Supplied information Block Start
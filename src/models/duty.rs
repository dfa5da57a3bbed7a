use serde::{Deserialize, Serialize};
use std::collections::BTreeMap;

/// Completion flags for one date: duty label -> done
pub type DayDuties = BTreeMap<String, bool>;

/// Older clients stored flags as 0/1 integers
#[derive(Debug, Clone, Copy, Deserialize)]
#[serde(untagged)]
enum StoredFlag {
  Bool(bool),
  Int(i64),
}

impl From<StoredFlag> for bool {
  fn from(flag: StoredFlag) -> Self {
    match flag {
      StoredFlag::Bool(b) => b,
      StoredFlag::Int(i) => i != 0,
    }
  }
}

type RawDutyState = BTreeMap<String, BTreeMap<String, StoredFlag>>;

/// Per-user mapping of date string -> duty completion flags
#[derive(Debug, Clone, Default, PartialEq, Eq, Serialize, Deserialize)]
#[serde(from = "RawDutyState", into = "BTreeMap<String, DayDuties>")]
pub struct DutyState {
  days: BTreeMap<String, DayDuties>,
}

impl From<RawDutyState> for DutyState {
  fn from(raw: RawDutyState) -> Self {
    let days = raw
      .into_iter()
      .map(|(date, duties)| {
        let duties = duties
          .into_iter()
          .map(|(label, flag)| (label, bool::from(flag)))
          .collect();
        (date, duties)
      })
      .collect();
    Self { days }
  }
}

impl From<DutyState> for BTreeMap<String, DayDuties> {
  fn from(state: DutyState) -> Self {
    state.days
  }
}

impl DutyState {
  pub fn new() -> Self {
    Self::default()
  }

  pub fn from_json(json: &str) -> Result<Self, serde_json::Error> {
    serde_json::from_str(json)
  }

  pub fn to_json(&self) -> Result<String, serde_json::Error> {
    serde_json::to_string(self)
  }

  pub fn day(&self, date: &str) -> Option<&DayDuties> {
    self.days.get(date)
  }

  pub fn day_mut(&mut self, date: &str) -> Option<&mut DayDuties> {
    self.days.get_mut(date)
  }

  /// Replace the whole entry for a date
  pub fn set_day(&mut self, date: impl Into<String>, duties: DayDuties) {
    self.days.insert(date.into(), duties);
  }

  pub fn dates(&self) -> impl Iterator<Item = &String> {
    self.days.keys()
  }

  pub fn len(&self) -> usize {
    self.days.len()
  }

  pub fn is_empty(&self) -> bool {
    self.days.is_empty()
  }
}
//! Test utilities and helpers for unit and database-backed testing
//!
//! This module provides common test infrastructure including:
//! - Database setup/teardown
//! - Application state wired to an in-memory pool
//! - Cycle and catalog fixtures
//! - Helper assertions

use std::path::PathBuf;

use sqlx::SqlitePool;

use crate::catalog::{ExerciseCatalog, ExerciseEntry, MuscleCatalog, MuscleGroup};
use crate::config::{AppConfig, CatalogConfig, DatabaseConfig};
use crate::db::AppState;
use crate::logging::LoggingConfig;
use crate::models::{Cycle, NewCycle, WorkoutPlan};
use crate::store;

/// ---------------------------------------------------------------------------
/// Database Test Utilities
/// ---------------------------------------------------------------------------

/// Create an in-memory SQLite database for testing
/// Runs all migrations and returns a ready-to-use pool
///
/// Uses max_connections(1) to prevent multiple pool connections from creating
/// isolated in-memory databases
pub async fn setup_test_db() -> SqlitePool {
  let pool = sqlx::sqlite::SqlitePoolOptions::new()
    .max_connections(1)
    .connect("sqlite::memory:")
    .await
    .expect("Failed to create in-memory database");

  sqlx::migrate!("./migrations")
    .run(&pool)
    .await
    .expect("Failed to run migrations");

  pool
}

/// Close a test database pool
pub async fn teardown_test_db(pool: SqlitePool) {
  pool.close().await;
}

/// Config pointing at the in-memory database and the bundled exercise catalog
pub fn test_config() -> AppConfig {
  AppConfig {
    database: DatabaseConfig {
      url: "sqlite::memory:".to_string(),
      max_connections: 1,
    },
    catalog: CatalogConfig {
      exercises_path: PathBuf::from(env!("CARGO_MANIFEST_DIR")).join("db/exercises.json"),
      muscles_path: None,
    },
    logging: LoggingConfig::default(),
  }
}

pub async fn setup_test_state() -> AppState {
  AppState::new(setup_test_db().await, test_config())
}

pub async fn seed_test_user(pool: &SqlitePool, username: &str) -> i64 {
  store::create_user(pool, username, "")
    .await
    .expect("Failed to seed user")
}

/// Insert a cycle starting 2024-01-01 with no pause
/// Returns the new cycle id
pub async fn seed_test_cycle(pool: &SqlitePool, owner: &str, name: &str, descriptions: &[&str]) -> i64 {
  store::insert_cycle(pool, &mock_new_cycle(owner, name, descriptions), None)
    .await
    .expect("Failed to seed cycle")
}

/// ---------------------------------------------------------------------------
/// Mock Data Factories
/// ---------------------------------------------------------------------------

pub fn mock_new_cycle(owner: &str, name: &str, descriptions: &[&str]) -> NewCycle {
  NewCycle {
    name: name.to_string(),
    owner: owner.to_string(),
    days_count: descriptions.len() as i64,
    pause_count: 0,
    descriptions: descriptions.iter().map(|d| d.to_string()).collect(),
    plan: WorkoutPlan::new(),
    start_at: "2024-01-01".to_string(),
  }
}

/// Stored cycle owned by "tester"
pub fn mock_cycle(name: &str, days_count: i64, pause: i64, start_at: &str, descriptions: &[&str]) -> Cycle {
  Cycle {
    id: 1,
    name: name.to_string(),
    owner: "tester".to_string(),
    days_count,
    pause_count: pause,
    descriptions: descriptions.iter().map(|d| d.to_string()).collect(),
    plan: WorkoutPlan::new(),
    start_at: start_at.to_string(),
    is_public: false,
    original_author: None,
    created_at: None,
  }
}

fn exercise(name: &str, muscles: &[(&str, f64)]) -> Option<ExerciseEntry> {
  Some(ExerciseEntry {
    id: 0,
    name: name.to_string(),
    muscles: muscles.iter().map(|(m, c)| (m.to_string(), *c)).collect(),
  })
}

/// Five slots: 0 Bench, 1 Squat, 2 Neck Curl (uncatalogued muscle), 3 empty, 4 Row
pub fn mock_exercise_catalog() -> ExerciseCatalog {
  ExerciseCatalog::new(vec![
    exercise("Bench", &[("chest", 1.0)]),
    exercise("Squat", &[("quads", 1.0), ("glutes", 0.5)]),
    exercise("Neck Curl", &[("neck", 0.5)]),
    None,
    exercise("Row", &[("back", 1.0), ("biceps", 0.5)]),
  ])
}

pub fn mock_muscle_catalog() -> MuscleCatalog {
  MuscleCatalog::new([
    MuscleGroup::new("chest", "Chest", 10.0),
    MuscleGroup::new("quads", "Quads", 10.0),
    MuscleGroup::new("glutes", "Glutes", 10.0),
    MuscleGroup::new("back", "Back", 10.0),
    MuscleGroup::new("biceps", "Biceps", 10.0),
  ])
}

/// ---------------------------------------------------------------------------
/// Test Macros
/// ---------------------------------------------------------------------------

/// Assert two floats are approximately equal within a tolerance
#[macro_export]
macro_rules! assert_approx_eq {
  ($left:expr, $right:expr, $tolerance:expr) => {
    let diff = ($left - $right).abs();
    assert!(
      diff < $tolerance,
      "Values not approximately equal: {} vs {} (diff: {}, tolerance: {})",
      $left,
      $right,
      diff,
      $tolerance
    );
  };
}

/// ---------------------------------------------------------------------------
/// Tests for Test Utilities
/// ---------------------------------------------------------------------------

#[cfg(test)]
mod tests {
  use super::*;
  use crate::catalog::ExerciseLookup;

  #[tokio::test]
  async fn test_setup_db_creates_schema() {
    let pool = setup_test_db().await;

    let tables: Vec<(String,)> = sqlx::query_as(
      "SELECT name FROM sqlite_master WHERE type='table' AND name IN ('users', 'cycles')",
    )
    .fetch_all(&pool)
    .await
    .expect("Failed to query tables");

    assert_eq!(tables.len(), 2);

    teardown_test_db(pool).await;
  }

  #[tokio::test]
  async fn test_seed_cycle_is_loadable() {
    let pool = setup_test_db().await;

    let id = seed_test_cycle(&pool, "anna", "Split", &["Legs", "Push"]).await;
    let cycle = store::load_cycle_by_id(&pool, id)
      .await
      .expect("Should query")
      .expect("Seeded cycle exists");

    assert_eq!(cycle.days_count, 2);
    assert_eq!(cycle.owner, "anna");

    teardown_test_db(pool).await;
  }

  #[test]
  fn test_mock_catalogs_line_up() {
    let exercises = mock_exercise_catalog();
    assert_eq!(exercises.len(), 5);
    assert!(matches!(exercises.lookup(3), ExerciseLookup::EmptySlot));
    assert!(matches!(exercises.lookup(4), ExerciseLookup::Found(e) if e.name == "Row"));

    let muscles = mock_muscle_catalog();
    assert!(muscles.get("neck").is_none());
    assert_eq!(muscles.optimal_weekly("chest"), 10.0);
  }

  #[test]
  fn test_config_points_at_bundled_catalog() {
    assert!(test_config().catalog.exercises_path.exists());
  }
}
Supplied information Block End
What this task involves: Beginning at the opening line of the data, transcribe each line exactly until you reach the line with "impl From<StoredFlag> for", which you also include, and go no further.

Written reply:
filename src/models/duty.rs
repository dfa5da57a3bbed7a
use serde::{Deserialize, Serialize};
use std::collections::BTreeMap;

/// Completion flags for one date: duty label -> done
pub type DayDuties = BTreeMap<String, bool>;

/// Older clients stored flags as 0/1 integers
#[derive(Debug, Clone, Copy, Deserialize)]
#[serde(untagged)]
enum StoredFlag {
  Bool(bool),
  Int(i64),
}

impl From<StoredFlag> for bool {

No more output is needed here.